The fibonacci function is traditionally defined recursively:

fib(n) = fib(n-1) + fib(n-2); fib(1) = fib(0) = 1

This would typically be implemented in the venerable C language as:

unsigned long long fib(int n)
{
        return n == 0 || n == 1 ? 1 : fib(n-1) + fib(n-2);
}
The problem with this implementation is that the performance is atrocious.
$ time ./fib -r 40
165580141
 
real    0m18.263s
user    0m18.262s
sys     0m0.002s
The reason is that each higher number needs geometrically increasing number of recursive invocations:
 
 fib(0) = 1 call
 fib(1) = 1 call
 fib(2) = 3 calls
 fib(3) = 5 calls
 fib(4) = 9 calls
 fib(5) = 15 calls
 fib(6) = 25 calls
 fib(7) = 41 calls
 fib(8) = 67 calls
 fib(9) = 109 calls
 fib(10)=177 calls
 ....
 fib(40) = 331160281 calls
Curiously, the number of calls for fib(n) can be defined as:
 fib_calls(n) = 1 + fib_calls(n-1) + fib_calls(n-2); fib_calls(1) = fib_calls(0) = 1 
 
The performance problem is addressed by rewriting the function to work iteratively:
unsigned long long iterative_fib(int n)
{
        register unsigned long long n1 = 0, n2 = 1, tmp;
 
        int i = 0;
        for(i = 0 ; i < n; i++)
        {
                tmp = n2;
                n2 = n2 + n1;
                n1 = tmp;
        }
        return n2;
}
This gives a remarkable boost in performance:
$ time ./fib -i 40
165580141
 
real    0m0.003s
user    0m0.001s
sys     0m0.002s
Another way to get around the performance problem is to use caching with the recursive algorithm:
static unsigned long long cache[100];
 
unsigned long long cached_fib(int n)
{
        if(cache[n])
                return cache[n];

        return n == 0 || n == 1 ? 1 : (cache[n] = cached_fib(n-1)+cached_fib(n-2));
}
Performance is similar to that of the iterative version:
$ time ./fib -c 40
165580141
 
real    0m0.003s
user    0m0.000s
sys     0m0.003s
However, in a program that calls the fibonacci function numerous times, the cached recursive version would work on an average, faster than the iterative verion.
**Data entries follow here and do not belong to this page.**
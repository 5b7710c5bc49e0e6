//! Error types surfaced by the analyzer core.
//!
//! Only invalid *inputs* produce errors: an unknown language key or an
//! unreadable path. Syntactic oddities in the analyzed text never do.

use std::io;
use std::path::PathBuf;
use thiserror::Error;

/// Errors that can occur when analyzing a source file.
#[derive(Error, Debug)]
pub enum AnalyzerError {
    #[error("Language '{language}' not supported.\nSupported languages: {}", .supported.join(", "))]
    UnsupportedLanguage {
        language: String,
        supported: Vec<String>,
    },
    #[error("file not found: {}", .0.display())]
    FileNotFound(PathBuf),
    #[error("path is a directory: {}", .0.display())]
    IsADirectory(PathBuf),
    #[error("failed to read {}: {source}", .path.display())]
    Io {
        path: PathBuf,
        #[source]
        source: io::Error,
    },
}

impl AnalyzerError {
    /// Classify an I/O failure for `path` into the matching variant.
    pub fn from_io(path: impl Into<PathBuf>, err: io::Error) -> Self {
        let path = path.into();
        match err.kind() {
            io::ErrorKind::NotFound => AnalyzerError::FileNotFound(path),
            _ if path.is_dir() => AnalyzerError::IsADirectory(path),
            _ => AnalyzerError::Io { path, source: err },
        }
    }
}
The flip side is that caching uses up memory. After a certain threshold, the system starts swapping to disk and performance degrades rapidly. So you really want to select good algorithms wherever possible and save caching for operations that simply have to be cached such as those involving disk or network IO.

Click here to download the complete source

Thursday, February 19, 2004

Simplicity, the first principle

Simple programs evolve, complex programs die. 99 percent of features are under utilized in any program. Simplicity and elegance is way more successful than feature load. So is adherence to existing standards.